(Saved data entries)

*** Begin section ***

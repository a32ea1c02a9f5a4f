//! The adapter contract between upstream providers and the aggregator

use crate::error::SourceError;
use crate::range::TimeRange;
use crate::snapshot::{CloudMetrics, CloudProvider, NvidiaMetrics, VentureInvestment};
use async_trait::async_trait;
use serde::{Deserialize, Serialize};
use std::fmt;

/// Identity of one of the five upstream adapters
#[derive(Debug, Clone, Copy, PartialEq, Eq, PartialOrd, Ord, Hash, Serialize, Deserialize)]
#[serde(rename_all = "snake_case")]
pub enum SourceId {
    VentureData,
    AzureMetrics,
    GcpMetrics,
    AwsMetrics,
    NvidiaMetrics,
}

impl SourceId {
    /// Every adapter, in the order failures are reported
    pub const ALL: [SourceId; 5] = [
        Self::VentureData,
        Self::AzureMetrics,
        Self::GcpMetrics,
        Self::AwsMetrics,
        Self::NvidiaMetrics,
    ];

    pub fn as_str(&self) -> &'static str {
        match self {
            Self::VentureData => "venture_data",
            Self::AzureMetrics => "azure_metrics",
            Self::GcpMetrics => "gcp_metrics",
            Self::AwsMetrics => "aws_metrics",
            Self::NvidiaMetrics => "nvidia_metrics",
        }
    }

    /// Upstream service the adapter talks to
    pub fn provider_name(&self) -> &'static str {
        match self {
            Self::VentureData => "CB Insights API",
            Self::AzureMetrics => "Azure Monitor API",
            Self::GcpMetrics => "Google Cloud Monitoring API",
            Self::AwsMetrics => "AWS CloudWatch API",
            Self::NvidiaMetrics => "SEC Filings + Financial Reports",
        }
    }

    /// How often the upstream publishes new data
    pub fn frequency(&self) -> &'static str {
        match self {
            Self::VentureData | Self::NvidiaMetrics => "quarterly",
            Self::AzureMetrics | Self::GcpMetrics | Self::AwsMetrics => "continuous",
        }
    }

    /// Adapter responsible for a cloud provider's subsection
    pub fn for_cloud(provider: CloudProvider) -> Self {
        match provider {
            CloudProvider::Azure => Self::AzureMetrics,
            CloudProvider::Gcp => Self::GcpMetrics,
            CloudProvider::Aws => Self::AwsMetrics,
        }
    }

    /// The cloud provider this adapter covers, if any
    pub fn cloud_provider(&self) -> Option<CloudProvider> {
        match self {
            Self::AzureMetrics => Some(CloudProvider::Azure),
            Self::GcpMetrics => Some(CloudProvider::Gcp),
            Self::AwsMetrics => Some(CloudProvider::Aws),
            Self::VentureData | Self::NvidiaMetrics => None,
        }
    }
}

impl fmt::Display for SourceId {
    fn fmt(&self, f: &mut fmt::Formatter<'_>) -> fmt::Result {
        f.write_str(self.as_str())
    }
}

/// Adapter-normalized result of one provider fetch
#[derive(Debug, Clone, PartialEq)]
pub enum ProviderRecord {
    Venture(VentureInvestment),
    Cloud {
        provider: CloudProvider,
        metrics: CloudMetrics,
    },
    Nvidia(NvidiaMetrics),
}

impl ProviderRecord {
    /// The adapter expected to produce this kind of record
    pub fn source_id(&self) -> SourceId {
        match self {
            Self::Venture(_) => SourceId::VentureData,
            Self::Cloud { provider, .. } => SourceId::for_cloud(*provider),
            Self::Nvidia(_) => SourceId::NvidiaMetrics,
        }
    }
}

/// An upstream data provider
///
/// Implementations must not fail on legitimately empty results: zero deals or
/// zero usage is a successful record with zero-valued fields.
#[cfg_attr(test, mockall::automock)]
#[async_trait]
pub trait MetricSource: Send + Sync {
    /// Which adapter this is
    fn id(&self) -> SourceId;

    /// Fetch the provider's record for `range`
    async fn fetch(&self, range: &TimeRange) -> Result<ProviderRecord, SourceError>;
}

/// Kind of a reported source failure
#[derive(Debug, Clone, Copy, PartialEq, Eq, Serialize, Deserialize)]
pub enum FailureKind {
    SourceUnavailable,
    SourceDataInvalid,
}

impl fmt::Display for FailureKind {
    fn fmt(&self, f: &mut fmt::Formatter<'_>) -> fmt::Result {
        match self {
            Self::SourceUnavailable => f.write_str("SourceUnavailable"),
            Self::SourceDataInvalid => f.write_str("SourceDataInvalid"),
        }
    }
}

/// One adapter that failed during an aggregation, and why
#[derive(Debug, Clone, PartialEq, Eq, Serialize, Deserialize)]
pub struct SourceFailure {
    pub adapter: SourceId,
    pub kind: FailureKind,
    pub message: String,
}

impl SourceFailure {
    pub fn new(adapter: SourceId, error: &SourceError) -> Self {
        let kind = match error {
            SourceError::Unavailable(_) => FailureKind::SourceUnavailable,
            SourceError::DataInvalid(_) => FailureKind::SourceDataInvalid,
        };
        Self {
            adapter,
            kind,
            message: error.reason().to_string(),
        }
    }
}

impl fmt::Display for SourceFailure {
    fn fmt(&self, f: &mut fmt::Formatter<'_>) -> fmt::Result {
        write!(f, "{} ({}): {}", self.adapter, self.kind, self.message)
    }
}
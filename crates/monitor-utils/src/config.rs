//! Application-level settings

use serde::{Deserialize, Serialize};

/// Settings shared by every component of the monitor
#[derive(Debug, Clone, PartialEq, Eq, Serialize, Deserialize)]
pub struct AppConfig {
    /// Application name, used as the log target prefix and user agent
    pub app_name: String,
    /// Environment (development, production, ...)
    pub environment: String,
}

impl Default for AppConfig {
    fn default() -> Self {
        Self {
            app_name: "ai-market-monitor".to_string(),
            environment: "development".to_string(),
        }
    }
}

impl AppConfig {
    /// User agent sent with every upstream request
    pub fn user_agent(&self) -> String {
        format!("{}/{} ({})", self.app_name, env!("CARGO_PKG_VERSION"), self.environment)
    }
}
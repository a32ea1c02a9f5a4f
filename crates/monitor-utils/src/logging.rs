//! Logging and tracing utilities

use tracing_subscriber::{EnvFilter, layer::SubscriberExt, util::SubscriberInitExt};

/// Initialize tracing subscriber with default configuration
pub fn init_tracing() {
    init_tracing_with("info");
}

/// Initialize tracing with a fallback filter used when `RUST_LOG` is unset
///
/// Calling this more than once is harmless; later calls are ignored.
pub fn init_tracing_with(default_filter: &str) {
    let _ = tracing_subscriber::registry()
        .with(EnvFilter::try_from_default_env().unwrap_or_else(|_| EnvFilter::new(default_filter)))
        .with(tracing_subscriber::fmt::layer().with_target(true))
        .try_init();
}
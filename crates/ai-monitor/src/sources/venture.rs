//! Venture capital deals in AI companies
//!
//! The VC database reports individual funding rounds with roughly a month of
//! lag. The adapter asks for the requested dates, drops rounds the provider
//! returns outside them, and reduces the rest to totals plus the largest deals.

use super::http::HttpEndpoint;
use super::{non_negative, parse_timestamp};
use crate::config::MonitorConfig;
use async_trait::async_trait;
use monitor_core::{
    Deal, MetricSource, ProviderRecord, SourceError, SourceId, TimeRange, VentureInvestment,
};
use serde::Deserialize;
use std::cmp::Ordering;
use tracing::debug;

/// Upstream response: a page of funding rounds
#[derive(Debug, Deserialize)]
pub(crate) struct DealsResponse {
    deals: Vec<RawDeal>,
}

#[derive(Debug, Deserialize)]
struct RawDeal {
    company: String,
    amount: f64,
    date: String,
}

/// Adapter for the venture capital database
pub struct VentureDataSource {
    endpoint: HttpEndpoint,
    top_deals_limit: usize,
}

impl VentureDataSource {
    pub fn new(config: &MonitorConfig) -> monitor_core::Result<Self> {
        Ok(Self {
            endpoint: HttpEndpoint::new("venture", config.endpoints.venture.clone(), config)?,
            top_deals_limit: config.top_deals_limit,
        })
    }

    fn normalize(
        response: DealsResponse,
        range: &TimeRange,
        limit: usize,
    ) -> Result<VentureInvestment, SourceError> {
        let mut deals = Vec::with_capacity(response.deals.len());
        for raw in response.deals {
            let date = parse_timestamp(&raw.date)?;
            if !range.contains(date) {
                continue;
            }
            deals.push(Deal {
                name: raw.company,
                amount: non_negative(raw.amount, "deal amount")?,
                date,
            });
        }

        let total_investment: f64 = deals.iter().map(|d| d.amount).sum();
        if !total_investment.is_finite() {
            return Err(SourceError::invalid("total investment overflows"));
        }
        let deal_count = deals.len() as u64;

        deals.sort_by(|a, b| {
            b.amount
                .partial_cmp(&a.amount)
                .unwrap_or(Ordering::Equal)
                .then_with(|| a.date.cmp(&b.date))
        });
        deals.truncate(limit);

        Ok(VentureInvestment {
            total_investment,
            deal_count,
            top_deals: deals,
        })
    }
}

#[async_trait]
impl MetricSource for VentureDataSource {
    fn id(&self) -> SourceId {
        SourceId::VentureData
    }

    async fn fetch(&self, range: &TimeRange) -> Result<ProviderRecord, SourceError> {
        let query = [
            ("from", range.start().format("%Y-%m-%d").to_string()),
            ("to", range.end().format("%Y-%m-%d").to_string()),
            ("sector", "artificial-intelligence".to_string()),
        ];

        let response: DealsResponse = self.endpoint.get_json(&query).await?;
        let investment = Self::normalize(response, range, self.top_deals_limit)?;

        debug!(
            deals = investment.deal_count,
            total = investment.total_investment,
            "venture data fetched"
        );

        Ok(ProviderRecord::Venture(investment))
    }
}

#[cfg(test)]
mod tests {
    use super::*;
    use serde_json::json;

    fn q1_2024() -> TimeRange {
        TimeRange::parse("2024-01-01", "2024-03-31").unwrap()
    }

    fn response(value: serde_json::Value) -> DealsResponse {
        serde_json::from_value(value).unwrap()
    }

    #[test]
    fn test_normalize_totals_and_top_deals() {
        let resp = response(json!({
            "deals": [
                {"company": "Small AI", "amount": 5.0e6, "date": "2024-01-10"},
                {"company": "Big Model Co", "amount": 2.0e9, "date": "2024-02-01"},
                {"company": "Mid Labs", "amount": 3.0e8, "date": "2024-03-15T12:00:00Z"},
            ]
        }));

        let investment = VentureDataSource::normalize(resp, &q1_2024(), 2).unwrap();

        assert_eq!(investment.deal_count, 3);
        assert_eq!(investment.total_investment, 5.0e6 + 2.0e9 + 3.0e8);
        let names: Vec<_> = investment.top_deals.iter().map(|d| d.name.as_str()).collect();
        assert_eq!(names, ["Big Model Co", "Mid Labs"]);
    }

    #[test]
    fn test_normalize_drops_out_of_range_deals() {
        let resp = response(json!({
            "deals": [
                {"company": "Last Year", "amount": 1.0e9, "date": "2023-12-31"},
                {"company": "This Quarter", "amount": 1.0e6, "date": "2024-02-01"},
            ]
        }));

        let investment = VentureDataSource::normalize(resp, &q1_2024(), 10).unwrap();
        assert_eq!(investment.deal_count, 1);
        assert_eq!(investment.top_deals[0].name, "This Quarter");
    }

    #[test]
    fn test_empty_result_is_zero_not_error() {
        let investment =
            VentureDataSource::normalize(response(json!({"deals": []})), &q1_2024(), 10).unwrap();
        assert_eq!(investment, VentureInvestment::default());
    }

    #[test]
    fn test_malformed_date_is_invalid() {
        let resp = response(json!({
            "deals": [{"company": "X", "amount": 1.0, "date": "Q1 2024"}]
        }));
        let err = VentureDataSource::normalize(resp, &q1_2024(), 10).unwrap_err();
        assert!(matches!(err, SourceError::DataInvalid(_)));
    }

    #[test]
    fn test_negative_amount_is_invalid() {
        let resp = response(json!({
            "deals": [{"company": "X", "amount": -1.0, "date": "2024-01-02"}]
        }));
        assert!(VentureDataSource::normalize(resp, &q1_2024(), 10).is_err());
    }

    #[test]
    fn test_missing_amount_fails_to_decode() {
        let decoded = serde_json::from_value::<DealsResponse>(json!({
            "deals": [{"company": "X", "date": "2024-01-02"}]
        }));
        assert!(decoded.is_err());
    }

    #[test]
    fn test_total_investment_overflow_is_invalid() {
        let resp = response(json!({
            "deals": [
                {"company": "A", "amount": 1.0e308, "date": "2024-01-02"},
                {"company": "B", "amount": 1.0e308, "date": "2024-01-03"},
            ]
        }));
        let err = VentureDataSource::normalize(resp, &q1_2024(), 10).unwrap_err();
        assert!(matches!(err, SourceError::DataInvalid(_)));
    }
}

*** End section ***

Start at the first line of the entries and stop at the line with "five upstream adapters". Retype each of those lines exactly, both ends included.

repository a32ea1c02a9f5a4f
//! The adapter contract between upstream providers and the aggregator

use crate::error::SourceError;
use crate::range::TimeRange;
use crate::snapshot::{CloudMetrics, CloudProvider, NvidiaMetrics, VentureInvestment};
use async_trait::async_trait;
use serde::{Deserialize, Serialize};
use std::fmt;

/// Identity of one of the five upstream adapters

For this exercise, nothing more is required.